All businesses must fight for more customers and greater market share. And on the web, whoever provides the best experience wins.

Years ago, a prospective customer’s first experience with your business was either face to face or over the phone. Today, it’s mostly likely online, before you’ve had the chance to even speak with them.

In fact, if you’re a local business, people within a 10-mile radius are going to visit your website on a smartphone.

But just like in the offline world, they won’t stick around if they can’t find what they’re looking for or you make them wait.

“I Can’t Find What I’m Looking For”

via GIPHY

When your website isn’t mobile-friendly, visitors must zoom and scroll horizontally to read the text. Links end up being too close together to click, so navigating from one page to another is next to impossible.

When this happens:

  • 61% of your visitors will abandon your site
  • 48% will feel that you don’t care about them
  • 52% are less likely to engage with your business

On the other hand, 67% are more likely to buy from you if your site is mobile-friendly and visitors can find what they’re looking for.

Source: DemandForce: Why Your Site Needs to Be Mobile Friendly

“Don’t Make Me Wait”

via GIPHY

One study found that 74% of mobile users give up after waiting five seconds for a website to load on a mobile device.

Numerous ecommerce studies demonstrate that a slow loading page negatively affects traffic and sales:

  • Google found that traffic and revenue dropped by 20% simply because the page with 30 results loaded half a second slower than the one with 10
  • Amazon found that every second of latency (delay in response time) caused a 10% drop in sales

Conversely, faster loading pages improve conversions and sales:

  • Shopzilla experienced a 7-12% increase in revenue simply by making their site load five seconds faster
  • Walmart reported a 2% increase in conversions for every second of improvement in page speed

Are You Driving Away Customers—before You Can Even Talk to Them?

If you track your website usage in Google Analytics, and your bounce rate is high, that means people are clicking through to your website and leaving immediately. That’s bad.

Website Bounce Rate

What you don’t know is whether a competitor’s faster, mobile-friendly website outranked you in the search results and they never clicked on yours in the first place.

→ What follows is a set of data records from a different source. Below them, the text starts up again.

use serde::{Deserialize, Serialize};

use crate::config::SelectorSection;

use super::error::{BrowserError, BrowserResult};

/// Page fields read from the DOM.
#[derive(Debug, Clone, Default, PartialEq, Eq)]
pub struct ScrapedPage {
    pub title: String,
    pub author: String,
    pub thumbnail: String,
    pub media_src: Option<String>,
}

/// Builds the in-page script for a selector set and interprets its output.
#[derive(Debug, Clone)]
pub struct PageScraper {
    script: String,
}

/// One value per configured selector, in configuration order.
#[derive(Debug, Default, Deserialize)]
#[serde(default)]
struct RawScrapePayload {
    title: Vec<String>,
    author: Vec<String>,
    thumbnail: Vec<String>,
    media_src: Option<String>,
}

impl PageScraper {
    pub fn new(selectors: &SelectorSection, media_selector: &str) -> BrowserResult<Self> {
        let script = build_script(selectors, media_selector)?;
        Ok(Self { script })
    }

    pub fn script(&self) -> &str {
        &self.script
    }

    pub fn interpret(&self, value: serde_json::Value) -> BrowserResult<ScrapedPage> {
        let payload: RawScrapePayload = serde_json::from_value(value)
            .map_err(|err| BrowserError::Script(format!("failed to parse scrape payload: {err}")))?;
        let author = first_non_empty(&payload.author);
        Ok(ScrapedPage {
            title: first_non_empty(&payload.title),
            author: author.trim_start_matches('@').trim().to_string(),
            thumbnail: first_non_empty(&payload.thumbnail),
            media_src: payload
                .media_src
                .map(|src| src.trim().to_string())
                .filter(|src| !src.is_empty()),
        })
    }
}

fn first_non_empty(values: &[String]) -> String {
    values
        .iter()
        .map(|value| value.trim())
        .find(|value| !value.is_empty())
        .unwrap_or_default()
        .to_string()
}

fn build_script(selectors: &SelectorSection, media_selector: &str) -> BrowserResult<String> {
    let title = to_js(&selectors.title)?;
    let author = to_js(&selectors.author)?;
    let thumbnail = to_js(&selectors.thumbnail)?;
    let media = to_js(media_selector)?;
    Ok(format!(
        r#"
(() => {{
    const pick = (sel) => {{
        try {{
            return document.querySelector(sel);
        }} catch (_) {{
            return null;
        }}
    }};
    const text = (sel) => {{
        const el = pick(sel);
        return el && el.textContent ? el.textContent.trim() : '';
    }};
    const src = (sel) => {{
        const el = pick(sel);
        return el && el.src ? String(el.src) : '';
    }};
    const media = pick({media});
    return {{
        title: {title}.map((sel) => text(sel)),
        author: {author}.map((sel) => text(sel)),
        thumbnail: {thumbnail}.map((sel) => src(sel)),
        media_src: media && media.src ? String(media.src) : null
    }};
}})()
"#
    ))
}

fn to_js<T: Serialize + ?Sized>(value: &T) -> BrowserResult<String> {
    serde_json::to_string(value)
        .map_err(|err| BrowserError::Configuration(format!("selector encoding failed: {err}")))
}
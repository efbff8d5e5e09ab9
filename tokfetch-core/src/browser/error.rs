use thiserror::Error;

pub type BrowserResult<T> = Result<T, BrowserError>;

#[derive(Debug, Error)]
pub enum BrowserError {
    #[error("chromium launch failed: {0}")]
    Launch(String),
    #[error("cdp error: {0}")]
    Cdp(#[from] chromiumoxide::error::CdpError),
    #[error("io error: {0}")]
    Io(#[from] std::io::Error),
    #[error("configuration error: {0}")]
    Configuration(String),
    #[error("page script failed: {0}")]
    Script(String),
    #[error("session already closed")]
    Closed,
    #[error("unexpected error: {0}")]
    Unexpected(String),
}

impl From<tokio::task::JoinError> for BrowserError {
    fn from(err: tokio::task::JoinError) -> Self {
        BrowserError::Unexpected(err.to_string())
    }
}
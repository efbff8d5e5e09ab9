//! Browser-driven extraction: load the page in an isolated Chromium session,
//! record media responses, scrape the visible fields, then reconcile.

use std::sync::Arc;

use async_trait::async_trait;
use rand::seq::SliceRandom;
use tokio::runtime::Handle;
use tokio::time::timeout;
use tracing::{debug, info, warn};

use crate::browser::{
    BrowserError, BrowserSession, BrowserSessionFactory, MediaCandidates, PageScraper,
    ScrapedPage, ViewportSpec,
};
use crate::config::{BrowserConfig, SelectorSection, DEFAULT_USER_AGENT};
use crate::extractor::{ExtractionError, ExtractionResult, Extractor};
use crate::media::{MediaDraft, Method, Normalizer};

/// Scraped fields plus the reconciled media URLs.
#[derive(Debug, Clone, Default, PartialEq, Eq)]
pub struct Harvest {
    pub title: String,
    pub author: String,
    pub thumbnail: String,
    pub video_url: Option<String>,
    pub audio_url: Option<String>,
}

impl Harvest {
    /// The media element's own source wins; network candidates fill in.
    /// `blob:` sources point at in-page buffers and are skipped.
    pub fn reconcile(page: ScrapedPage, candidates: &MediaCandidates) -> Self {
        let video_url = page
            .media_src
            .filter(|src| !src.starts_with("blob:"))
            .or_else(|| candidates.best_video().map(str::to_string));
        Self {
            title: page.title,
            author: page.author,
            thumbnail: page.thumbnail,
            video_url,
            audio_url: candidates.first_audio().map(str::to_string),
        }
    }
}

pub struct FallbackExtractor {
    sessions: Arc<dyn BrowserSessionFactory>,
    config: Arc<BrowserConfig>,
    scraper: PageScraper,
    normalizer: Normalizer,
}

impl FallbackExtractor {
    pub fn new(
        sessions: Arc<dyn BrowserSessionFactory>,
        config: BrowserConfig,
        selectors: &SelectorSection,
        normalizer: Normalizer,
    ) -> Result<Self, BrowserError> {
        let scraper = PageScraper::new(selectors, &config.media_selector)?;
        Ok(Self {
            sessions,
            config: Arc::new(config),
            scraper,
            normalizer,
        })
    }

    fn select_user_agent(&self) -> String {
        let mut rng = rand::thread_rng();
        self.config
            .user_agents
            .pool
            .choose(&mut rng)
            .cloned()
            .unwrap_or_else(|| DEFAULT_USER_AGENT.to_string())
    }

    async fn drive(
        &self,
        session: &mut dyn BrowserSession,
        page_url: &str,
    ) -> ExtractionResult<Harvest> {
        let timeouts = &self.config.timeouts;
        let user_agent = self.select_user_agent();
        session
            .configure(&user_agent, &ViewportSpec::from(&self.config.viewport))
            .await?;
        session.enable_response_capture().await?;

        timeout(
            timeouts.navigation(),
            session.navigate(page_url, timeouts.network_idle()),
        )
        .await
        .map_err(|_| ExtractionError::NavigationTimeout)??;

        timeout(
            timeouts.media_wait(),
            session.wait_for_selector(&self.config.media_selector, timeouts.poll_interval()),
        )
        .await
        .map_err(|_| ExtractionError::NoMediaElement)??;

        let raw = session.evaluate(self.scraper.script()).await?;
        let page = self.scraper.interpret(raw)?;

        let mut candidates = MediaCandidates::default();
        candidates.extend(session.drain_responses());
        debug!(
            session = %session.id(),
            responses = candidates.responses_observed(),
            video = candidates.video().len(),
            audio = candidates.audio().len(),
            "network capture finished"
        );
        Ok(Harvest::reconcile(page, &candidates))
    }
}

/// Owns an open session until it is released. Dropping an unreleased guard,
/// e.g. when the caller abandons the extraction, closes the session on the
/// current runtime.
struct SessionGuard {
    session: Option<Box<dyn BrowserSession>>,
}

impl SessionGuard {
    fn new(session: Box<dyn BrowserSession>) -> Self {
        Self {
            session: Some(session),
        }
    }

    fn session(&mut self) -> Option<&mut dyn BrowserSession> {
        match self.session.as_mut() {
            Some(session) => Some(session.as_mut()),
            None => None,
        }
    }

    async fn release(&mut self) {
        if let Some(mut session) = self.session.take() {
            close_quietly(session.as_mut()).await;
        }
    }
}

impl Drop for SessionGuard {
    fn drop(&mut self) {
        let Some(mut session) = self.session.take() else {
            return;
        };
        match Handle::try_current() {
            Ok(handle) => {
                debug!(session = %session.id(), "extraction abandoned, releasing session in background");
                handle.spawn(async move {
                    close_quietly(session.as_mut()).await;
                });
            }
            Err(_) => {
                warn!(session = %session.id(), "no runtime to release abandoned browser session");
            }
        }
    }
}

async fn close_quietly(session: &mut dyn BrowserSession) {
    if let Err(err) = session.close().await {
        warn!(session = %session.id(), error = %err, "failed to release browser session");
    }
}

#[async_trait]
impl Extractor for FallbackExtractor {
    fn method(&self) -> Method {
        Method::Fallback
    }

    async fn extract(&self, page_url: &str) -> ExtractionResult<MediaDraft> {
        let mut guard = SessionGuard::new(self.sessions.open().await?);
        let outcome = match guard.session() {
            Some(session) => self.drive(session, page_url).await,
            None => Err(BrowserError::Closed.into()),
        };
        guard.release().await;
        let harvest = outcome?;
        let draft = self.normalizer.from_harvest(page_url, harvest)?;
        info!(url = %page_url, video_id = %draft.video_id, "page scraped");
        Ok(draft)
    }
}
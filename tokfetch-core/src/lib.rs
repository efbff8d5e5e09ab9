pub mod browser;
pub mod config;
pub mod error;
pub mod extractor;
pub mod fallback;
pub mod format;
pub mod http;
pub mod media;
pub mod orchestrator;
pub mod primary;
pub mod stats;

pub use config::{load_config, BrowserConfig, MessagesSection, SelectorSection, TokfetchConfig};
pub use error::{ConfigError, Result};
pub use extractor::{ExtractionError, ExtractionResult, Extractor};
pub use fallback::{FallbackExtractor, Harvest};
pub use format::{derive_video_id, format_count, format_duration, video_id_from_url};
pub use http::{router, serve, shutdown_signal, AppState, ServeError, ServiceInfo, StatusReport};
pub use media::{MediaDraft, MediaResult, Method, Normalizer};
pub use orchestrator::{
    BuildError, DownloadError, Orchestrator, OrchestratorError, ValidationError,
};
pub use primary::{HttpStructuredSource, PrimaryExtractor, SourceError, StructuredSource};
pub use stats::{StatsCounters, StatsRegistry};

Two resources to check your website’s speed and mobile-friendliness:

Googe PageSpeed Insights

Google Page Speed Tool

Google Mobile-Friendly Test

Google Mobile Friendly Tool

Are you losing customers because they can’t find what they’re looking for or because you’re making them wait? Take the steps to improve your website’s speed and mobile-friendliness, or risk driving potential customers to your competition.